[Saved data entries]
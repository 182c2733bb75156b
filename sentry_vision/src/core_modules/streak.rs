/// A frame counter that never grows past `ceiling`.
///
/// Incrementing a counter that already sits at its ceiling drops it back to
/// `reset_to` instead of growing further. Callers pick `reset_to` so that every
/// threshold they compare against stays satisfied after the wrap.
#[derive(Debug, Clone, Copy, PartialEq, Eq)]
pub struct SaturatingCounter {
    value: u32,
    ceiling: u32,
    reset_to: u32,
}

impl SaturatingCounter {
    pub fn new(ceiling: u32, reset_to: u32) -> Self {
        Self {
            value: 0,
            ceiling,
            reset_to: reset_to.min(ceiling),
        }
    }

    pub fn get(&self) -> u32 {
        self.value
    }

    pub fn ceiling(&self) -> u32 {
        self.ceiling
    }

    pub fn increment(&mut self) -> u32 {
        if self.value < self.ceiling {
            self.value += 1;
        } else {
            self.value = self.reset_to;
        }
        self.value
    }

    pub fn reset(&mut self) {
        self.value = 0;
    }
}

**Activity:** Give the count of lines in the records above that hold the string "value", and only that count.

**Task response:** 8